= Anzac Wallace =

New Zealand actor and trade union delegate (1945–2019)

Anzac Hohepa Wallace (born Norman Pene Rewiri; 15 September 1945 – 8 April 2019), also known as Zac Wallace, was a New Zealand actor and former trade union delegate. He is best known for his role as Te Wheke in the 1983 New Zealand film Utu.

==Early life==
Wallace was born on 15 September 1945. He grew up in Mission Bay, Auckland. His iwi affiliation was Ngāpuhi. As a youth, he was involved in petty crime, eventually escalating to armed robbery, for which he spent several years in prison until 1974. During his time in prison, he taught himself to read.
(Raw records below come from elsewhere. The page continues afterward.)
/// Column headers of the mapping table.
pub const COL_SOURCE_CODE: &str = "NAMASTE_Code";
pub const COL_SOURCE_TERM: &str = "NAMASTE_Term";
pub const COL_TARGET_CODE: &str = "ICD11_TM2_Code";
pub const COL_TARGET_TERM: &str = "ICD11_TM2_Term";
pub const COL_STATUS: &str = "Validation_Status";
pub const COL_CONFIDENCE: &str = "Confidence_Score";
pub const COL_LAST_UPDATED: &str = "Last_Updated";

pub const DEFAULT_DELIMITER: char = ',';

/// One source-to-target correspondence as read from the mapping table.
#[derive(Debug, Clone, Default, PartialEq)]
pub struct MappingRow {
    pub source_code: String,
    pub source_term: String,
    pub target_code: String,
    pub target_term: String,
    /// Raw status as found in the table, not normalized.
    pub status: String,
    /// Not range checked. Missing or unparsable values are `0.0`.
    pub confidence: f64,
    pub last_updated: String,
}

impl MappingRow {
    pub fn new(
        source: (&str, &str),
        target: (&str, &str),
        status: &str,
        confidence: f64,
    ) -> Self {
        Self {
            source_code: source.0.to_string(),
            source_term: source.1.to_string(),
            target_code: target.0.to_string(),
            target_term: target.1.to_string(),
            status: status.to_string(),
            confidence,
            last_updated: String::new(),
        }
    }
}

/// Parses a delimited mapping table with the default `,` delimiter.
pub fn parse_rows(text: &str) -> Vec<MappingRow> {
    parse_rows_with(text, DEFAULT_DELIMITER)
}

/// Parses a delimited mapping table.
///
/// The first line holds the column headers, every following non-blank line is
/// one row. Columns are matched by header name so their order does not matter.
/// Fields are split on `delimiter` verbatim: there is no quoting or escaping,
/// a delimiter inside a term shifts the remaining columns. Missing cells
/// become empty strings.
pub fn parse_rows_with(text: &str, delimiter: char) -> Vec<MappingRow> {
    let mut lines = text.trim().lines();
    let Some(header_line) = lines.next() else {
        return Vec::new();
    };
    let headers: Vec<&str> = header_line.split(delimiter).collect();
    let column = |name: &str| headers.iter().position(|h| *h == name);

    let source_code = column(COL_SOURCE_CODE);
    let source_term = column(COL_SOURCE_TERM);
    let target_code = column(COL_TARGET_CODE);
    let target_term = column(COL_TARGET_TERM);
    let status = column(COL_STATUS);
    let confidence = column(COL_CONFIDENCE);
    let last_updated = column(COL_LAST_UPDATED);

    lines
        .filter(|l| !l.trim().is_empty())
        .map(|line| {
            let cols: Vec<&str> = line.split(delimiter).collect();
            let cell = |idx: Option<usize>| {
                idx.and_then(|i| cols.get(i))
                    .map(|s| (*s).to_string())
                    .unwrap_or_default()
            };

            MappingRow {
                source_code: cell(source_code),
                source_term: cell(source_term),
                target_code: cell(target_code),
                target_term: cell(target_term),
                status: cell(status),
                confidence: parse_confidence(&cell(confidence)),
                last_updated: cell(last_updated),
            }
        })
        .collect()
}

fn parse_confidence(raw: &str) -> f64 {
    raw.trim()
        .parse::<f64>()
        .ok()
        .filter(|v| !v.is_nan())
        .unwrap_or(0.0)
}
mod fruchterman_reingold;

pub use fruchterman_reingold::{ForceLayout, LayoutState};
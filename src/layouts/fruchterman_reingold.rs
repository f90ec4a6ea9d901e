use egui::{Pos2, Rect, Vec2};
use petgraph::stable_graph::{NodeIndex, StableGraph};
use serde::{Deserialize, Serialize};

use crate::scene::{RenderLink, RenderNode};

type SceneGraph = StableGraph<RenderNode, RenderLink>;

#[derive(Debug, Clone, Serialize, Deserialize)]
pub struct LayoutState {
    pub is_running: bool,
    pub dt: f32,
    pub epsilon: f32,
    pub damping: f32,
    pub max_step: f32,
    pub k_scale: f32,
    pub c_attract: f32,
    pub c_repulse: f32,
    /// Pull towards the view center, 0 disables it
    pub c_gravity: f32,
    pub steps_per_frame: usize,
}

impl Default for LayoutState {
    fn default() -> Self {
        LayoutState {
            is_running: true,
            dt: 0.05,
            epsilon: 1e-3,
            damping: 0.3,
            max_step: 10.0,
            k_scale: 1.0,
            c_attract: 1.0,
            c_repulse: 1.0,
            c_gravity: 0.3,
            steps_per_frame: 1,
        }
    }
}

/// Force-directed placement of the mapping graph.
///
/// Nodes repel each other, links pull their endpoints together weighted by
/// the link confidence, and a weak gravity keeps disconnected pairs near the
/// middle of the view.
#[derive(Debug, Default)]
pub struct ForceLayout {
    state: LayoutState,
}

impl ForceLayout {
    pub fn from_state(state: LayoutState) -> Self {
        Self { state }
    }

    pub fn state(&self) -> &LayoutState {
        &self.state
    }

    pub fn state_mut(&mut self) -> &mut LayoutState {
        &mut self.state
    }

    /// Runs the configured number of iterations inside `view`, given in
    /// canvas coordinates.
    pub fn run(&mut self, g: &mut SceneGraph, view: Rect) {
        for _ in 0..self.state.steps_per_frame.max(1) {
            self.step(g, view);
        }
    }

    pub fn step(&mut self, g: &mut SceneGraph, view: Rect) {
        if !self.state.is_running || g.node_count() == 0 {
            return;
        }

        let params = &self.state;
        let Some(k) = prepare_constants(view, g.node_count(), params.k_scale) else {
            return;
        };

        let indices: Vec<_> = g.node_indices().collect();
        let mut disp: Vec<Vec2> = vec![Vec2::ZERO; indices.len()];

        compute_repulsion(g, &indices, &mut disp, k, params.epsilon, params.c_repulse);
        compute_attraction(g, &indices, &mut disp, k, params.epsilon, params.c_attract);
        apply_gravity(g, &indices, &mut disp, view.center(), params.c_gravity);
        apply_displacements(
            g,
            &indices,
            &disp,
            params.dt,
            params.damping,
            params.max_step,
        );
    }
}

fn prepare_constants(canvas: Rect, node_count: usize, k_scale: f32) -> Option<f32> {
    if node_count == 0 {
        return None;
    }
    let n = node_count as f32;
    let area = canvas.area().max(1.0);
    let k_ideal = (area / n).sqrt();
    let k = k_ideal * k_scale;
    if !k.is_finite() {
        return None;
    }
    Some(k)
}

fn compute_repulsion(
    g: &SceneGraph,
    indices: &[NodeIndex],
    disp: &mut [Vec2],
    k: f32,
    epsilon: f32,
    c_repulse: f32,
) {
    for i in 0..indices.len() {
        for j in (i + 1)..indices.len() {
            let delta = g[indices[i]].location - g[indices[j]].location;
            let distance = delta.length().max(epsilon);
            let force = c_repulse * (k * k) / distance;
            let dir = delta / distance;
            disp[i] += dir * force;
            disp[j] -= dir * force;
        }
    }
}

// Attraction scales with the link weight.
fn compute_attraction(
    g: &SceneGraph,
    indices: &[NodeIndex],
    disp: &mut [Vec2],
    k: f32,
    epsilon: f32,
    c_attract: f32,
) {
    let pos_of: std::collections::HashMap<NodeIndex, usize> =
        indices.iter().enumerate().map(|(i, &idx)| (idx, i)).collect();

    for e in g.edge_indices() {
        let Some((a, b)) = g.edge_endpoints(e) else {
            continue;
        };
        if a == b {
            continue;
        }
        let (Some(&ia), Some(&ib)) = (pos_of.get(&a), pos_of.get(&b)) else {
            continue;
        };
        let delta = g[b].location - g[a].location;
        let distance = delta.length().max(epsilon);
        let force = c_attract * g[e].weight * (distance * distance) / k;
        let pull = (delta / distance) * force;
        disp[ia] += pull;
        disp[ib] -= pull;
    }
}

fn apply_gravity(
    g: &SceneGraph,
    indices: &[NodeIndex],
    disp: &mut [Vec2],
    center: Pos2,
    c_gravity: f32,
) {
    if c_gravity == 0. {
        return;
    }
    for (vec_pos, &idx) in indices.iter().enumerate() {
        disp[vec_pos] += (center - g[idx].location) * c_gravity;
    }
}

fn apply_displacements(
    g: &mut SceneGraph,
    indices: &[NodeIndex],
    disp: &[Vec2],
    dt: f32,
    damping: f32,
    max_step: f32,
) {
    for (vec_pos, &idx) in indices.iter().enumerate() {
        let mut step = disp[vec_pos] * dt * damping;
        if step.length() > max_step {
            step = step.normalized() * max_step;
        }
        let new_loc = g[idx].location + step;
        if !new_loc.x.is_finite() || !new_loc.y.is_finite() {
            continue;
        }
        g[idx].location = new_loc;
    }
}

#[cfg(test)]
mod tests {
    use super::*;
    use crate::graph::Category;

    fn view() -> Rect {
        Rect::from_min_max(Pos2::new(0.0, 0.0), Pos2::new(1000.0, 1000.0))
    }

    fn node(id: &str, location: Pos2) -> RenderNode {
        RenderNode {
            id: id.to_string(),
            name: id.to_string(),
            category: Category::Source,
            status: "validated".to_string(),
            radius: 20.,
            location,
        }
    }

    fn pair(a: Pos2, b: Pos2) -> (SceneGraph, Vec<NodeIndex>) {
        let mut g = SceneGraph::default();
        let idxs = vec![g.add_node(node("a", a)), g.add_node(node("b", b))];
        (g, idxs)
    }

    #[test]
    fn repulsion_increases_distance() {
        let (mut g, indices) = pair(Pos2::new(0.0, 0.0), Pos2::new(1.0, 0.0));
        let params = LayoutState::default();
        let k = prepare_constants(view(), 2, params.k_scale).unwrap();
        let mut disp = vec![Vec2::ZERO; indices.len()];
        compute_repulsion(&g, &indices, &mut disp, k, params.epsilon, params.c_repulse);
        apply_displacements(
            &mut g,
            &indices,
            &disp,
            params.dt,
            params.damping,
            params.max_step,
        );
        let a = g[indices[0]].location;
        let b = g[indices[1]].location;
        assert!((b.x - a.x).abs() > 1.0, "Nodes should move apart");
    }

    #[test]
    fn attraction_decreases_distance_when_far() {
        let (mut g, indices) = pair(Pos2::new(0.0, 0.0), Pos2::new(1200.0, 0.0));
        g.add_edge(indices[0], indices[1], RenderLink { weight: 1.0 });
        let params = LayoutState::default();
        let k = prepare_constants(view(), 2, params.k_scale).unwrap();
        let mut disp = vec![Vec2::ZERO; indices.len()];
        compute_repulsion(&g, &indices, &mut disp, k, params.epsilon, params.c_repulse);
        compute_attraction(&g, &indices, &mut disp, k, params.epsilon, params.c_attract);
        apply_displacements(
            &mut g,
            &indices,
            &disp,
            params.dt,
            params.damping,
            params.max_step,
        );
        let new_dist = (g[indices[1]].location - g[indices[0]].location).length();
        assert!(new_dist < 1200.0, "Distance should shrink due to attraction");
    }

    #[test]
    fn weaker_link_pulls_less() {
        let mut pulls = Vec::new();
        for weight in [0.1, 1.0] {
            let (mut g, indices) = pair(Pos2::new(0.0, 0.0), Pos2::new(300.0, 0.0));
            g.add_edge(indices[0], indices[1], RenderLink { weight });
            let k = prepare_constants(view(), 2, 1.0).unwrap();
            let mut disp = vec![Vec2::ZERO; 2];
            compute_attraction(&g, &indices, &mut disp, k, 1e-3, 1.0);
            pulls.push(disp[0].x);
        }
        assert!(pulls[0] > 0.0);
        assert!(pulls[0] < pulls[1]);
    }

    #[test]
    fn gravity_pulls_towards_center() {
        let (g, indices) = pair(Pos2::new(0.0, 0.0), Pos2::new(1000.0, 1000.0));
        let mut disp = vec![Vec2::ZERO; 2];
        apply_gravity(&g, &indices, &mut disp, view().center(), 0.3);
        assert!(disp[0].x > 0.0 && disp[0].y > 0.0);
        assert!(disp[1].x < 0.0 && disp[1].y < 0.0);
    }

    #[test]
    fn paused_layout_keeps_positions() {
        let (mut g, indices) = pair(Pos2::new(0.0, 0.0), Pos2::new(1.0, 0.0));
        let mut layout = ForceLayout::from_state(LayoutState {
            is_running: false,
            ..Default::default()
        });
        layout.run(&mut g, view());
        assert_eq!(g[indices[1]].location, Pos2::new(1.0, 0.0));
    }

    #[test]
    fn step_on_empty_graph_is_noop() {
        let mut g = SceneGraph::default();
        ForceLayout::default().step(&mut g, view());
        assert_eq!(g.node_count(), 0);
    }
}
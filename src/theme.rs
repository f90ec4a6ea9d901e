use egui::{Color32, Context, Visuals};
use serde::{Deserialize, Serialize};

use crate::graph::Category;

/// Storage key of the persisted theme preference.
pub const THEME_KEY: &str = "theme";

const COLOR_SOURCE: Color32 = Color32::from_rgb(0x2C, 0x5F, 0x5D);
const COLOR_TARGET: Color32 = Color32::from_rgb(0xE6, 0x7E, 0x22);
const COLOR_VALIDATED: Color32 = Color32::from_rgb(0x27, 0xAE, 0x60);
const COLOR_PENDING: Color32 = Color32::from_rgb(0xF1, 0xC4, 0x0F);

#[derive(Debug, Clone, Copy, PartialEq, Eq, Default, Serialize, Deserialize)]
#[serde(rename_all = "lowercase")]
pub enum Theme {
    #[default]
    Light,
    Dark,
}

impl Theme {
    pub fn as_str(self) -> &'static str {
        match self {
            Theme::Light => "light",
            Theme::Dark => "dark",
        }
    }

    /// Parses a stored preference. Anything but `light` / `dark` is rejected.
    pub fn parse(s: &str) -> Option<Self> {
        match s.trim() {
            "light" => Some(Theme::Light),
            "dark" => Some(Theme::Dark),
            _ => None,
        }
    }

    pub fn from_dark_mode(dark: bool) -> Self {
        if dark {
            Theme::Dark
        } else {
            Theme::Light
        }
    }

    pub fn is_dark(self) -> bool {
        self == Theme::Dark
    }

    pub fn toggled(self) -> Self {
        match self {
            Theme::Light => Theme::Dark,
            Theme::Dark => Theme::Light,
        }
    }

    pub fn visuals(self) -> Visuals {
        match self {
            Theme::Light => Visuals::light(),
            Theme::Dark => Visuals::dark(),
        }
    }

    /// Switches the whole egui context to this theme.
    pub fn apply(self, ctx: &Context) {
        ctx.set_visuals(self.visuals());
    }

    pub fn palette(self) -> Palette {
        match self {
            Theme::Dark => Palette {
                text: Color32::from_rgb(0xFF, 0xFF, 0xFF),
                tooltip_bg: Color32::from_rgba_unmultiplied(20, 20, 20, 230),
                ..Palette::base()
            },
            Theme::Light => Palette {
                text: Color32::from_rgb(0x11, 0x11, 0x11),
                tooltip_bg: Color32::from_rgba_unmultiplied(255, 255, 255, 242),
                ..Palette::base()
            },
        }
    }
}

/// Colors the graph view draws with.
#[derive(Debug, Clone, Copy, PartialEq)]
pub struct Palette {
    pub text: Color32,
    pub tooltip_bg: Color32,
    pub node_border: Color32,
    pub source: Color32,
    pub target: Color32,
    pub validated: Color32,
    pub pending: Color32,
    pub shadow: Color32,
}

impl Palette {
    fn base() -> Self {
        Self {
            text: Color32::BLACK,
            tooltip_bg: Color32::WHITE,
            node_border: Color32::WHITE,
            source: COLOR_SOURCE,
            target: COLOR_TARGET,
            validated: COLOR_VALIDATED,
            pending: COLOR_PENDING,
            shadow: Color32::from_black_alpha(77),
        }
    }

    pub fn category(&self, c: Category) -> Color32 {
        match c {
            Category::Source => self.source,
            Category::Target => self.target,
        }
    }

    /// Legend entries in display order.
    pub fn legend(&self) -> [(&'static str, Color32); 4] {
        [
            (Category::Source.label(), self.source),
            (Category::Target.label(), self.target),
            ("Validated", self.validated),
            ("Pending", self.pending),
        ]
    }
}

#[cfg(test)]
mod tests {
    use super::*;

    #[test]
    fn parse_roundtrips_stored_values() {
        for t in [Theme::Light, Theme::Dark] {
            assert_eq!(Theme::parse(t.as_str()), Some(t));
        }
        assert_eq!(Theme::parse("solarized"), None);
        assert_eq!(Theme::parse(""), None);
    }

    #[test]
    fn toggle() {
        assert_eq!(Theme::Light.toggled(), Theme::Dark);
        assert_eq!(Theme::Dark.toggled().toggled(), Theme::Dark);
        assert!(Theme::from_dark_mode(true).is_dark());
    }

    #[test]
    fn text_follows_theme() {
        assert_eq!(Theme::Dark.palette().text, Color32::WHITE);
        assert_eq!(
            Theme::Light.palette().text,
            Color32::from_rgb(0x11, 0x11, 0x11)
        );
        assert_ne!(
            Theme::Dark.palette().tooltip_bg,
            Theme::Light.palette().tooltip_bg
        );
        // categories do not depend on the theme
        assert_eq!(
            Theme::Dark.palette().category(Category::Target),
            Theme::Light.palette().category(Category::Target)
        );
    }

    #[test]
    fn serde_uses_stored_names() {
        assert_eq!(serde_json::to_string(&Theme::Dark).unwrap(), "\"dark\"");
    }
}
He then went to work in earthmoving, working as part of the Auckland Mangere Bridge project.

==Career==
Despite having minimal acting experience, Wallace was cast in the lead role of Te Wheke in Geoff Murphy's acclaimed 1983 film Utu. In 1985 he appeared in The Silent One, The Quiet Earth and Dangerous Orphans. Shortly afterwards, he departed for Australia, returning to New Zealand in 2013. He appeared in Shortland Street as Rocky Hannah in 2016.

==Death==
Wallace died on 8 April 2019 from cancer. He was survived by his wife, Deidre Nehua.